Posted by: Bilwick on July 25, 2009 3:57 PM



I co-sign PatrickH's point. It's up to Us in a large sense to decide what the rewarding writing of our age is and has been. Certainly the intellectual set deserves its input -- but so does the popular audience, so do the writers themselves, and so does your next door neighbor. And then history may decide otherwise, or maybe just forget about our era entirely.

Posted by: Michael Blowhard on July 27, 2009 5:31 PM



While I'm in practice mostly a genre reader, I think the disgruntlement on the American Novel is a somewhat specious argument.
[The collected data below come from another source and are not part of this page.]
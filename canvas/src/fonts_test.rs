use super::*;

#[test]
fn empty_book_outlines_nothing() {
    let book = FontBook::empty();
    assert!(book.is_empty());
    assert!(book.path().is_none());
    assert!(book.outline("abc").is_none());
}

#[test]
fn missing_file_is_an_io_error() {
    let err = FontBook::from_file(Path::new("/nonexistent/pipedview/font.ttf")).expect_err("missing");
    assert!(matches!(err, FontError::Io { .. }));
}

#[test]
fn garbage_file_is_a_parse_error() {
    let path = std::env::temp_dir().join(format!("pipedview-font-{}.ttf", std::process::id()));
    fs::write(&path, b"not a font").expect("write");
    let err = FontBook::from_file(&path).expect_err("garbage");
    fs::remove_file(&path).expect("cleanup");
    assert!(matches!(err, FontError::Parse { .. }));
}

#[test]
fn unusable_explicit_font_falls_back() {
    let book = FontBook::discover(Some(Path::new("/nonexistent/pipedview/font.ttf")));
    assert_ne!(book.path(), Some(Path::new("/nonexistent/pipedview/font.ttf")));
}

#[test]
fn loaded_font_outlines_text() {
    let Some(path) = SYSTEM_FONT_PATHS.iter().map(Path::new).find(|path| path.is_file()) else {
        return;
    };
    let Ok(book) = FontBook::from_file(path) else { return };
    let outline = book.outline("Hi").expect("outline");
    assert!(outline.advance > 0.0);
    assert!(outline.path.is_some());
}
Surely the point of a volume on "American Physics since 1945" is not to showcase the most popular physics experiments being done in the US?

Likewise, the mere fact that a novel has sold many copies does not mean it holds any particular interest. Should we also decry the canonical lack of D&D novels, Doom novels or Star Trek novels? (In the case of Star Trek, there is at least a novel that SF fans tend to grudgingly admit is a pretty good read*.) I'd say the individual qualities of the work are what makes it interesting.

And finally, if the problem is that readers of genre fiction are stung by the disdain of litfic readers, why not show them what they are missing? There should be plenty of depths to be delved. To get started, Harold Bloom at least mentioned two SF authors in his book on the Western Canon: Gene Wolfe and John Crowley. (Crowley turns up in this list: http://www.interleaves.org/~rteeter/grtbloom.html) John Bayley has sung the praises of Patrick O'Brian's work. ( http://www.nybooks.com/articles/article-preview?article_id=3098 ) Philip K Dick has been published in a Library of America set. H.P. Lovecraft too, and he's getting other attention from here and there (e.g., Houellebecq's book). And of course, there have been some recent competent forays into SF by the literary crowd too: NEVER LET ME GO and ORYX AND CRAKE, for instance. (I guess I should also mention that Nobel prize winner Harry Martinson thought ANIARA, his actual 1970s space opera, to be his best work.) It's not an airtight chamber.

* If you wondered, it's HOW MUCH FOR JUST THE PLANET, John M Ford.